Re: Sendmail

From: Holger.VanKoll@SWISSCOM.COM
Date: Wed Aug 21 2002 - 06:31:16 EDT


> When I ran sendmail -bp it reported "There is 1 request in
> the mail queue"
> which is what I would have expected however shortly after
> that the email
> was delivered.
Yes, because...

> Can someone explain what the sendmail daemon process is for
> (just receiving
> mail?)

... this is correct. The sendmail daemon accepts mail with SMTP on port 25.
To send mail, the (called) sendmail binary contacts the corresponding sendmail-daemon, for local mail the sendmail daemon on the local host, for remote mail the daemon on the remote host.

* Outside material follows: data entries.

//! Notification surface for the add-to-cart lifecycle.
//!
//! A loading toast is opened on submit and later replaced in place by a success or error
//! toast with the same id, or dismissed.

use std::sync::atomic::{AtomicU64, Ordering};
use std::sync::Mutex;
use tracing::{error, info};

#[derive(Debug, Clone, Copy, PartialEq, Eq, Hash)]
pub struct ToastId(pub u64);

pub trait Toaster: Send + Sync {
    fn loading(&self, message: &str) -> ToastId;
    fn success(&self, id: ToastId, message: &str);
    fn error(&self, id: ToastId, message: &str);
    fn dismiss(&self, id: ToastId);
}

/// Writes toasts to the log.
#[derive(Debug, Default)]
pub struct TracingToaster {
    next: AtomicU64,
}

impl TracingToaster {
    pub fn new() -> Self {
        Self::default()
    }
}

impl Toaster for TracingToaster {
    fn loading(&self, message: &str) -> ToastId {
        let id = ToastId(self.next.fetch_add(1, Ordering::Relaxed) + 1);
        info!(toast = id.0, "{message}");
        id
    }

    fn success(&self, id: ToastId, message: &str) {
        info!(toast = id.0, "{message}");
    }

    fn error(&self, id: ToastId, message: &str) {
        error!(toast = id.0, "{message}");
    }

    fn dismiss(&self, id: ToastId) {
        info!(toast = id.0, "Toast dismissed");
    }
}

#[derive(Debug, Clone, PartialEq, Eq)]
pub enum ToastEvent {
    Loading(ToastId, String),
    Success(ToastId, String),
    Error(ToastId, String),
    Dismiss(ToastId),
}

/// Records every toast, for asserting on the notification lifecycle.
#[derive(Debug, Default)]
pub struct RecordingToaster {
    events: Mutex<Vec<ToastEvent>>,
}

impl RecordingToaster {
    pub fn new() -> Self {
        Self::default()
    }

    pub fn events(&self) -> Vec<ToastEvent> {
        self.events.lock().unwrap().clone()
    }

    pub fn successes(&self) -> Vec<String> {
        self.events()
            .into_iter()
            .filter_map(|event| match event {
                ToastEvent::Success(_, message) => Some(message),
                _ => None,
            })
            .collect()
    }

    fn record(&self, event: ToastEvent) {
        self.events.lock().unwrap().push(event);
    }
}

impl Toaster for RecordingToaster {
    fn loading(&self, message: &str) -> ToastId {
        let mut events = self.events.lock().unwrap();
        let id = ToastId(events.len() as u64 + 1);
        events.push(ToastEvent::Loading(id, message.to_string()));
        id
    }

    fn success(&self, id: ToastId, message: &str) {
        self.record(ToastEvent::Success(id, message.to_string()));
    }

    fn error(&self, id: ToastId, message: &str) {
        self.record(ToastEvent::Error(id, message.to_string()));
    }

    fn dismiss(&self, id: ToastId) {
        self.record(ToastEvent::Dismiss(id));
    }
}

So if you stop the daemon, local mail wont be delivered. (at least not from remote hosts).

> and if I leave the sendmail daemon down can I always expect
> immediate delivery of emails send from the system?

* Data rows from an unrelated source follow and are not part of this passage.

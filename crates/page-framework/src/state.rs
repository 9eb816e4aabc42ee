//! # Render States
//!
//! What a single request for a page resolves to, plus the diagnostic view of a cache slot.

use std::time::Duration;

/// Outcome of resolving one page request.
///
/// `NotFound` is a normal outcome, not a fault: callers render a 404 and move on.
#[derive(Debug, Clone, PartialEq)]
pub enum RenderState<T> {
    /// The page is not materialized yet; a placeholder should be rendered.
    Fallback,
    /// A materialized page.
    Ready(T),
    /// The id is unknown, or its last materialization reported it missing.
    NotFound,
}

impl<T> RenderState<T> {
    pub fn is_fallback(&self) -> bool {
        matches!(self, RenderState::Fallback)
    }

    pub fn is_ready(&self) -> bool {
        matches!(self, RenderState::Ready(_))
    }

    pub fn is_not_found(&self) -> bool {
        matches!(self, RenderState::NotFound)
    }

    /// Returns the page if this state is `Ready`.
    pub fn into_page(self) -> Option<T> {
        match self {
            RenderState::Ready(page) => Some(page),
            _ => None,
        }
    }
}

/// Snapshot of one slot in the actor's page store.
#[derive(Debug, Clone, PartialEq, Eq)]
pub struct SlotInfo {
    /// Ticket of the materialization currently applied (0 if none yet).
    pub version: u64,
    /// A page is stored and servable.
    pub ready: bool,
    /// The last applied materialization reported the page missing.
    pub gone: bool,
    /// Materializations started but not completed.
    pub in_flight: usize,
    /// Time since the applied materialization completed.
    pub age: Option<Duration>,
}

#[cfg(test)]
mod tests {
    use super::*;

    #[test]
    fn test_into_page_only_for_ready() {
        assert_eq!(RenderState::Ready(7).into_page(), Some(7));
        assert_eq!(RenderState::<u32>::Fallback.into_page(), None);
        assert_eq!(RenderState::<u32>::NotFound.into_page(), None);
    }

    #[test]
    fn test_predicates() {
        assert!(RenderState::<()>::Fallback.is_fallback());
        assert!(RenderState::Ready(()).is_ready());
        assert!(RenderState::<()>::NotFound.is_not_found());
        assert!(!RenderState::<()>::NotFound.is_ready());
    }
}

Yes, but it depends how mail is send. Most programs call the local sendmail-binary and leave everything up to it.

A program could be written in a way that it will work if sendmail is not installed, but something else (qmail etc.). This programm wont rely on having a sendmail binary to do the work and try to deliver it by SMTP itself.
It would still work for remote mail if it cares about the MX (f.e. does an nslookup -q=mx hostname).
It could however be written in a way to contact the local MTA for delivering. Then, it wont work; not for local and not for remote mail.

A strings progname|grep sendmail should be enough to check this; or call any programm and do an ls -lu /usr/sbin/sendmail.

The normal case is, however, to call the sendmail binary like mail does.